## Listed entries
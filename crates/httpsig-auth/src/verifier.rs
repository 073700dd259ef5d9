//! Key selection and signature verification.
//!
//! Verification runs its checks in a fixed order and stops at the first
//! failure, so cheap policy checks always precede the cryptographic one:
//!
//! 1. the claimed algorithm is accepted by the challenge
//! 2. a key matching `keyId` exists
//! 3. that key supports the claimed algorithm
//! 4. every challenge header is signed and every signed header is present
//! 5. a signed `date` lies within the skew window
//! 6. the signature verifies

use std::fmt;
use std::sync::Arc;
use std::time::Duration;

use chrono::{DateTime, TimeDelta, Utc};
use httpsig_core::KeyIdScheme;
use tracing::debug;

use crate::authorization::Authorization;
use crate::canonical::build_signing_string;
use crate::challenge::Challenge;
use crate::clock::{Clock, SystemClock};
use crate::error::AuthError;
use crate::keychain::{KeyEntry, Keychain};
use crate::request::RequestContent;

/// Default maximum clock skew.
pub const DEFAULT_SKEW: Duration = Duration::from_secs(300);

/// Coarse verification outcome.
#[derive(Debug, Clone, Copy, PartialEq, Eq, Hash)]
pub enum VerifyStatus {
    /// The signature verified.
    Success,
    /// The signature did not verify.
    InvalidSignature,
    /// No usable key for the claimed id and algorithm.
    InvalidKey,
    /// The signed date is outside the skew window.
    Expired,
    /// A required or claimed header is missing.
    MissingHeaders,
    /// The request or authorization could not be interpreted.
    Malformed,
}

impl VerifyStatus {
    /// Upper-case status name.
    #[must_use]
    pub fn as_str(self) -> &'static str {
        match self {
            Self::Success => "SUCCESS",
            Self::InvalidSignature => "INVALID_SIGNATURE",
            Self::InvalidKey => "INVALID_KEY",
            Self::Expired => "EXPIRED",
            Self::MissingHeaders => "MISSING_HEADERS",
            Self::Malformed => "MALFORMED",
        }
    }
}

impl fmt::Display for VerifyStatus {
    fn fmt(&self, f: &mut fmt::Formatter<'_>) -> fmt::Result {
        f.write_str(self.as_str())
    }
}

/// Outcome of [`Verifier::verify_with_result`]; carries the key on success.
#[derive(Debug, Clone)]
pub struct VerifyResult {
    status: VerifyStatus,
    key: Option<KeyEntry>,
}

impl VerifyResult {
    /// The outcome.
    #[must_use]
    pub fn status(&self) -> VerifyStatus {
        self.status
    }

    /// The verified key, present only on success.
    #[must_use]
    pub fn key(&self) -> Option<&KeyEntry> {
        self.key.as_ref()
    }

    /// Whether verification succeeded.
    #[must_use]
    pub fn is_success(&self) -> bool {
        self.status == VerifyStatus::Success
    }
}

/// Verifies authorizations against an immutable keychain.
#[derive(Debug, Clone)]
pub struct Verifier {
    keychain: Arc<Keychain>,
    scheme: KeyIdScheme,
    skew: Duration,
    clock: Arc<dyn Clock>,
}

impl Verifier {
    /// Create a verifier with the default scheme, skew and system clock.
    pub fn new(keychain: Arc<Keychain>) -> Self {
        Self {
            keychain,
            scheme: KeyIdScheme::default(),
            skew: DEFAULT_SKEW,
            clock: Arc::new(SystemClock),
        }
    }

    /// Use `scheme` to match `keyId`.
    #[must_use]
    pub fn with_scheme(mut self, scheme: KeyIdScheme) -> Self {
        self.scheme = scheme;
        self
    }

    /// Use `skew` as the maximum clock skew.
    #[must_use]
    pub fn with_skew(mut self, skew: Duration) -> Self {
        self.skew = skew;
        self
    }

    /// Use `clock` as the time source.
    #[must_use]
    pub fn with_clock(mut self, clock: Arc<dyn Clock>) -> Self {
        self.clock = clock;
        self
    }

    /// The keychain searched by this verifier.
    #[must_use]
    pub fn keychain(&self) -> &Arc<Keychain> {
        &self.keychain
    }

    /// The key id scheme.
    #[must_use]
    pub fn scheme(&self) -> KeyIdScheme {
        self.scheme
    }

    /// The maximum clock skew.
    #[must_use]
    pub fn skew(&self) -> Duration {
        self.skew
    }

    /// First keychain entry whose identifier equals the authorization's
    /// `keyId`.
    #[must_use]
    pub fn select_key(&self, authorization: &Authorization) -> Option<&KeyEntry> {
        self.keychain.find(self.scheme, authorization.key_id())
    }

    /// Verify and return the matching entry, or the precise failure.
    ///
    /// # Errors
    /// Returns the [`AuthError`] of the first check that fails.
    pub fn try_verify(
        &self,
        challenge: &Challenge,
        content: &RequestContent,
        authorization: &Authorization,
    ) -> Result<&KeyEntry, AuthError> {
        let algorithm = authorization.algorithm();
        if !challenge.algorithms().contains(algorithm) {
            return Err(AuthError::AlgorithmNotAccepted(algorithm));
        }

        let entry = self
            .select_key(authorization)
            .ok_or_else(|| AuthError::KeyNotFound(authorization.key_id().to_owned()))?;
        let key = entry.key();
        if !key.can_verify() || !key.algorithms().contains(algorithm) {
            return Err(AuthError::KeyAlgorithmMismatch(algorithm));
        }

        if let Some(missing) = challenge
            .required_headers()
            .iter()
            .find(|required| !authorization.covers(required))
        {
            return Err(AuthError::ChallengeNotSatisfied(missing.clone()));
        }
        let signing_string = build_signing_string(content, authorization.headers())?;
        debug!(
            key_id = authorization.key_id(),
            %algorithm,
            signing_string = %String::from_utf8_lossy(&signing_string),
            "built signing string"
        );

        if authorization.covers("date") {
            let date = content
                .date()?
                .ok_or_else(|| AuthError::MissingHeader("date".to_owned()))?;
            self.check_skew(date)?;
        }

        if key.verify(algorithm, &signing_string, authorization.signature()) {
            Ok(entry)
        } else {
            Err(AuthError::SignatureDoesNotMatch)
        }
    }

    /// Verify and report a [`VerifyResult`]. The failure detail is logged.
    #[must_use]
    pub fn verify_with_result(
        &self,
        challenge: &Challenge,
        content: &RequestContent,
        authorization: &Authorization,
    ) -> VerifyResult {
        match self.try_verify(challenge, content, authorization) {
            Ok(entry) => VerifyResult {
                status: VerifyStatus::Success,
                key: Some(entry.clone()),
            },
            Err(e) => {
                debug!(key_id = authorization.key_id(), error = %e, status = %e.status(), "signature verification failed");
                VerifyResult {
                    status: e.status(),
                    key: None,
                }
            }
        }
    }

    /// Whether the authorization verifies.
    #[must_use]
    pub fn verify(&self, challenge: &Challenge, content: &RequestContent, authorization: &Authorization) -> bool {
        self.verify_with_result(challenge, content, authorization).is_success()
    }

    fn check_skew(&self, date: DateTime<Utc>) -> Result<(), AuthError> {
        let now = self.clock.now();
        let max = TimeDelta::from_std(self.skew).unwrap_or(TimeDelta::MAX);
        let drift = (now - date).abs();
        if drift > max {
            debug!(%now, %date, drift_secs = drift.num_seconds(), "signed date outside skew window");
            return Err(AuthError::RequestExpired);
        }
        Ok(())
    }
}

## Task requirements
Exactly as written above, reproduce all of the entries.

## Solution to this exercise
filename crates/httpsig-auth/src/verifier.rs
repository 073700dd259ef5d9
//! Key selection and signature verification.
//!
//! Verification runs its checks in a fixed order and stops at the first
//! failure, so cheap policy checks always precede the cryptographic one:
//!
//! 1. the claimed algorithm is accepted by the challenge
//! 2. a key matching `keyId` exists
//! 3. that key supports the claimed algorithm
//! 4. every challenge header is signed and every signed header is present
//! 5. a signed `date` lies within the skew window
//! 6. the signature verifies

use std::fmt;
use std::sync::Arc;
use std::time::Duration;

use chrono::{DateTime, TimeDelta, Utc};
use httpsig_core::KeyIdScheme;
use tracing::debug;

use crate::authorization::Authorization;
use crate::canonical::build_signing_string;
use crate::challenge::Challenge;
use crate::clock::{Clock, SystemClock};
use crate::error::AuthError;
use crate::keychain::{KeyEntry, Keychain};
use crate::request::RequestContent;

/// Default maximum clock skew.
pub const DEFAULT_SKEW: Duration = Duration::from_secs(300);

/// Coarse verification outcome.
#[derive(Debug, Clone, Copy, PartialEq, Eq, Hash)]
pub enum VerifyStatus {
    /// The signature verified.
    Success,
    /// The signature did not verify.
    InvalidSignature,
    /// No usable key for the claimed id and algorithm.
    InvalidKey,
    /// The signed date is outside the skew window.
    Expired,
    /// A required or claimed header is missing.
    MissingHeaders,
    /// The request or authorization could not be interpreted.
    Malformed,
}

impl VerifyStatus {
    /// Upper-case status name.
    #[must_use]
    pub fn as_str(self) -> &'static str {
        match self {
            Self::Success => "SUCCESS",
            Self::InvalidSignature => "INVALID_SIGNATURE",
            Self::InvalidKey => "INVALID_KEY",
            Self::Expired => "EXPIRED",
            Self::MissingHeaders => "MISSING_HEADERS",
            Self::Malformed => "MALFORMED",
        }
    }
}

impl fmt::Display for VerifyStatus {
    fn fmt(&self, f: &mut fmt::Formatter<'_>) -> fmt::Result {
        f.write_str(self.as_str())
    }
}

/// Outcome of [`Verifier::verify_with_result`]; carries the key on success.
#[derive(Debug, Clone)]
pub struct VerifyResult {
    status: VerifyStatus,
    key: Option<KeyEntry>,
}

impl VerifyResult {
    /// The outcome.
    #[must_use]
    pub fn status(&self) -> VerifyStatus {
        self.status
    }

    /// The verified key, present only on success.
    #[must_use]
    pub fn key(&self) -> Option<&KeyEntry> {
        self.key.as_ref()
    }

    /// Whether verification succeeded.
    #[must_use]
    pub fn is_success(&self) -> bool {
        self.status == VerifyStatus::Success
    }
}

/// Verifies authorizations against an immutable keychain.
#[derive(Debug, Clone)]
pub struct Verifier {
    keychain: Arc<Keychain>,
    scheme: KeyIdScheme,
    skew: Duration,
    clock: Arc<dyn Clock>,
}

impl Verifier {
    /// Create a verifier with the default scheme, skew and system clock.
    pub fn new(keychain: Arc<Keychain>) -> Self {
        Self {
            keychain,
            scheme: KeyIdScheme::default(),
            skew: DEFAULT_SKEW,
            clock: Arc::new(SystemClock),
        }
    }

    /// Use `scheme` to match `keyId`.
    #[must_use]
    pub fn with_scheme(mut self, scheme: KeyIdScheme) -> Self {
        self.scheme = scheme;
        self
    }

    /// Use `skew` as the maximum clock skew.
    #[must_use]
    pub fn with_skew(mut self, skew: Duration) -> Self {
        self.skew = skew;
        self
    }

    /// Use `clock` as the time source.
    #[must_use]
    pub fn with_clock(mut self, clock: Arc<dyn Clock>) -> Self {
        self.clock = clock;
        self
    }

    /// The keychain searched by this verifier.
    #[must_use]
    pub fn keychain(&self) -> &Arc<Keychain> {
        &self.keychain
    }

    /// The key id scheme.
    #[must_use]
    pub fn scheme(&self) -> KeyIdScheme {
        self.scheme
    }

    /// The maximum clock skew.
    #[must_use]
    pub fn skew(&self) -> Duration {
        self.skew
    }

    /// First keychain entry whose identifier equals the authorization's
    /// `keyId`.
    #[must_use]
    pub fn select_key(&self, authorization: &Authorization) -> Option<&KeyEntry> {
        self.keychain.find(self.scheme, authorization.key_id())
    }

    /// Verify and return the matching entry, or the precise failure.
    ///
    /// # Errors
    /// Returns the [`AuthError`] of the first check that fails.
    pub fn try_verify(
        &self,
        challenge: &Challenge,
        content: &RequestContent,
        authorization: &Authorization,
    ) -> Result<&KeyEntry, AuthError> {
        let algorithm = authorization.algorithm();
        if !challenge.algorithms().contains(algorithm) {
            return Err(AuthError::AlgorithmNotAccepted(algorithm));
        }

        let entry = self
            .select_key(authorization)
            .ok_or_else(|| AuthError::KeyNotFound(authorization.key_id().to_owned()))?;
        let key = entry.key();
        if !key.can_verify() || !key.algorithms().contains(algorithm) {
            return Err(AuthError::KeyAlgorithmMismatch(algorithm));
        }

        if let Some(missing) = challenge
            .required_headers()
            .iter()
            .find(|required| !authorization.covers(required))
        {
            return Err(AuthError::ChallengeNotSatisfied(missing.clone()));
        }
        let signing_string = build_signing_string(content, authorization.headers())?;
        debug!(
            key_id = authorization.key_id(),
            %algorithm,
            signing_string = %String::from_utf8_lossy(&signing_string),
            "built signing string"
        );

        if authorization.covers("date") {
            let date = content
                .date()?
                .ok_or_else(|| AuthError::MissingHeader("date".to_owned()))?;
            self.check_skew(date)?;
        }

        if key.verify(algorithm, &signing_string, authorization.signature()) {
            Ok(entry)
        } else {
            Err(AuthError::SignatureDoesNotMatch)
        }
    }

    /// Verify and report a [`VerifyResult`]. The failure detail is logged.
    #[must_use]
    pub fn verify_with_result(
        &self,
        challenge: &Challenge,
        content: &RequestContent,
        authorization: &Authorization,
    ) -> VerifyResult {
        match self.try_verify(challenge, content, authorization) {
            Ok(entry) => VerifyResult {
                status: VerifyStatus::Success,
                key: Some(entry.clone()),
            },
            Err(e) => {
                debug!(key_id = authorization.key_id(), error = %e, status = %e.status(), "signature verification failed");
                VerifyResult {
                    status: e.status(),
                    key: None,
                }
            }
        }
    }

    /// Whether the authorization verifies.
    #[must_use]
    pub fn verify(&self, challenge: &Challenge, content: &RequestContent, authorization: &Authorization) -> bool {
        self.verify_with_result(challenge, content, authorization).is_success()
    }

    fn check_skew(&self, date: DateTime<Utc>) -> Result<(), AuthError> {
        let now = self.clock.now();
        let max = TimeDelta::from_std(self.skew).unwrap_or(TimeDelta::MAX);
        let drift = (now - date).abs();
        if drift > max {
            debug!(%now, %date, drift_secs = drift.num_seconds(), "signed date outside skew window");
            return Err(AuthError::RequestExpired);
        }
        Ok(())
    }
}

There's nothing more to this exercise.